Task details:
Go over the entries and report the lines where the word "denominator" occurs.

───── Source material

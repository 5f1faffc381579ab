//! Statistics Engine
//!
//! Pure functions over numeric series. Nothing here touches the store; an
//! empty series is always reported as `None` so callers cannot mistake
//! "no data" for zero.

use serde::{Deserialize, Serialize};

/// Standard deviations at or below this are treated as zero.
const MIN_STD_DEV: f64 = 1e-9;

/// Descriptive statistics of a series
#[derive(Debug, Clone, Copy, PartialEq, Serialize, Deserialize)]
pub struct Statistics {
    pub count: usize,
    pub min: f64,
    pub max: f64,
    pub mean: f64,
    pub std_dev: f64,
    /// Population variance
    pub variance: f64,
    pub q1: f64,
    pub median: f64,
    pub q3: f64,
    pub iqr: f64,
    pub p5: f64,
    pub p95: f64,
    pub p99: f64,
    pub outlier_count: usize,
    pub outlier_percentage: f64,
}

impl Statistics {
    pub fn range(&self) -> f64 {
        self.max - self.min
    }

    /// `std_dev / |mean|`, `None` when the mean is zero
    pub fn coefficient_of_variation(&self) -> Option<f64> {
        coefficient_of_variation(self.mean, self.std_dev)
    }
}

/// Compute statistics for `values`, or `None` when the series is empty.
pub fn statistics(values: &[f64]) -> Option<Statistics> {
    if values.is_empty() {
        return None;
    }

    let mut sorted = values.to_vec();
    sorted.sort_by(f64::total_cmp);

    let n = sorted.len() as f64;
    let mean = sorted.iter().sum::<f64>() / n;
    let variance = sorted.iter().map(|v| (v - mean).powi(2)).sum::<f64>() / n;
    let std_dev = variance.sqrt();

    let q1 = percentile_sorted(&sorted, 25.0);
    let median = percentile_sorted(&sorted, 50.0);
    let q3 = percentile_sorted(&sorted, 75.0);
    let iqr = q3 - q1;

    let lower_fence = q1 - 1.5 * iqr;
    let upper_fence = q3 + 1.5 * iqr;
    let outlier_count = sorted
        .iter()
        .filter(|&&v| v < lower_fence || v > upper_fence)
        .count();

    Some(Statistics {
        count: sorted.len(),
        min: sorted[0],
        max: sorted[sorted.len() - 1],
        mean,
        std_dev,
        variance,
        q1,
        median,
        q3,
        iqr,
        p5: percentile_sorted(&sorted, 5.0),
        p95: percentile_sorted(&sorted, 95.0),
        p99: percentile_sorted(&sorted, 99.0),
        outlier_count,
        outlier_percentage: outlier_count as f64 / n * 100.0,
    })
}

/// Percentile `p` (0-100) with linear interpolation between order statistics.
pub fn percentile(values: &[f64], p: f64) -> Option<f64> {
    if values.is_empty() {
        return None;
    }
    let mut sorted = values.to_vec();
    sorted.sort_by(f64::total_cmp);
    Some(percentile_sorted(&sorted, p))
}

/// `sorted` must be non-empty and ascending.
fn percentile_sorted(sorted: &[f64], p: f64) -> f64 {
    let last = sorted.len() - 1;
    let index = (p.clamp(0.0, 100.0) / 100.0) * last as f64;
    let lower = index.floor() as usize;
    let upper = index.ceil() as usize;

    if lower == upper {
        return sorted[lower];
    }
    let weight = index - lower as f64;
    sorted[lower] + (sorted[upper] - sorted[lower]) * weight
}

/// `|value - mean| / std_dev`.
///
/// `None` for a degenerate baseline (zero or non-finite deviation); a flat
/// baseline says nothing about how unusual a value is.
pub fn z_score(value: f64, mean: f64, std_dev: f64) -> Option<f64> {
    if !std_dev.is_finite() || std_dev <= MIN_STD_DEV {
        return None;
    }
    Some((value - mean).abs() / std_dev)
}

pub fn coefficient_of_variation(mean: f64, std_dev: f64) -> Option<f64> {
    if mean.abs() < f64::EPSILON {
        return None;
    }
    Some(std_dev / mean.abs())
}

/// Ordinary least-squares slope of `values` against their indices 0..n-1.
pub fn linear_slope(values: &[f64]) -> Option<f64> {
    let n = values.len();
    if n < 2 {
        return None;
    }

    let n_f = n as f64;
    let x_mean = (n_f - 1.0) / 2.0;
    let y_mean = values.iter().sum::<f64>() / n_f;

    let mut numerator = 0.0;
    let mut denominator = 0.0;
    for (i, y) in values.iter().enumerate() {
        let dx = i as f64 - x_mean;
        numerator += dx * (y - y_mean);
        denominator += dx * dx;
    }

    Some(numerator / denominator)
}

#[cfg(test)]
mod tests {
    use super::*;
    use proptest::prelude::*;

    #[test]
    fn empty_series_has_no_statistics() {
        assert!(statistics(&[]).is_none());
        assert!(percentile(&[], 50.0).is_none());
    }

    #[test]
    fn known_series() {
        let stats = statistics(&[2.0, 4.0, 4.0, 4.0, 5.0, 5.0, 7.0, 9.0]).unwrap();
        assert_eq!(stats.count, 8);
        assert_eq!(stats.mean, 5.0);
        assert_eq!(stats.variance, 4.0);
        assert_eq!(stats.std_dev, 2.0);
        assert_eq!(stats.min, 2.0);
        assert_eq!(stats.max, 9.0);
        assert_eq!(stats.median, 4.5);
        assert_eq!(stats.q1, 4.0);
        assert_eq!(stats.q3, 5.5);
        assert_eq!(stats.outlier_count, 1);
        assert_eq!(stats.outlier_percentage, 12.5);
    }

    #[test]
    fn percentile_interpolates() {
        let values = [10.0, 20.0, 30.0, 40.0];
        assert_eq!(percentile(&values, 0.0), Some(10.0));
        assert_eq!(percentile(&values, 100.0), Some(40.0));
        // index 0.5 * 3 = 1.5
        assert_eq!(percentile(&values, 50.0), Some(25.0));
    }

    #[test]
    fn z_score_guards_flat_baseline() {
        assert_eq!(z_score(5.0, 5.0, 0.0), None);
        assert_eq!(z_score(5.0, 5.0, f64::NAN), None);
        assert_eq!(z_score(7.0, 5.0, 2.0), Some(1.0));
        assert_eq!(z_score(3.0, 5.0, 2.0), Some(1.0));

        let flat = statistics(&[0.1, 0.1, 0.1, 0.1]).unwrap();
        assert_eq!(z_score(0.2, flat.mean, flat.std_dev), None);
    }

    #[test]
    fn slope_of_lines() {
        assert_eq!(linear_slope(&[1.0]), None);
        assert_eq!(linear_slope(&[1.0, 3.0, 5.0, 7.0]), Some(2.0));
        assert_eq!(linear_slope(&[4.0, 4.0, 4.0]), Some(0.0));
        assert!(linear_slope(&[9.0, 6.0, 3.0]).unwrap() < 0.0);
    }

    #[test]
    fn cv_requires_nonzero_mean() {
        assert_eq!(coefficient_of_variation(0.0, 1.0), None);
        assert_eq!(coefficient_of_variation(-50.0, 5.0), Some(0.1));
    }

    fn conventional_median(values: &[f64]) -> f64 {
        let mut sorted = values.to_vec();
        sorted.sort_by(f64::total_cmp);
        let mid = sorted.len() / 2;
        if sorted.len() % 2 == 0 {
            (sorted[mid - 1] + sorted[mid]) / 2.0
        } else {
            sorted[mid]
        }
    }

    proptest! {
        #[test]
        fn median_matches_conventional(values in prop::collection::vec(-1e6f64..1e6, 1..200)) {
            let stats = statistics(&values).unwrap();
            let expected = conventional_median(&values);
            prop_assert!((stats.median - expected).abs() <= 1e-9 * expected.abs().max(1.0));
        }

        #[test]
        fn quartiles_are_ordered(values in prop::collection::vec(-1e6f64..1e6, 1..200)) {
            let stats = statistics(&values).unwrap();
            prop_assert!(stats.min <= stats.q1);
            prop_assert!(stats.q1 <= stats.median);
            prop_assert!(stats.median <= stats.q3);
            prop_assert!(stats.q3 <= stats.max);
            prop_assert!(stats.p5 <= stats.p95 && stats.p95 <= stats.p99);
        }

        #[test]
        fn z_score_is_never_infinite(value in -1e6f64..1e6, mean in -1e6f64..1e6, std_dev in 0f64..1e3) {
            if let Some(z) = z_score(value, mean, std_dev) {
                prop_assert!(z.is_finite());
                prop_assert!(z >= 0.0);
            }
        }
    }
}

──────────

Output below:
    let mut denominator = 0.0;
        denominator += dx * dx;
    Some(numerator / denominator)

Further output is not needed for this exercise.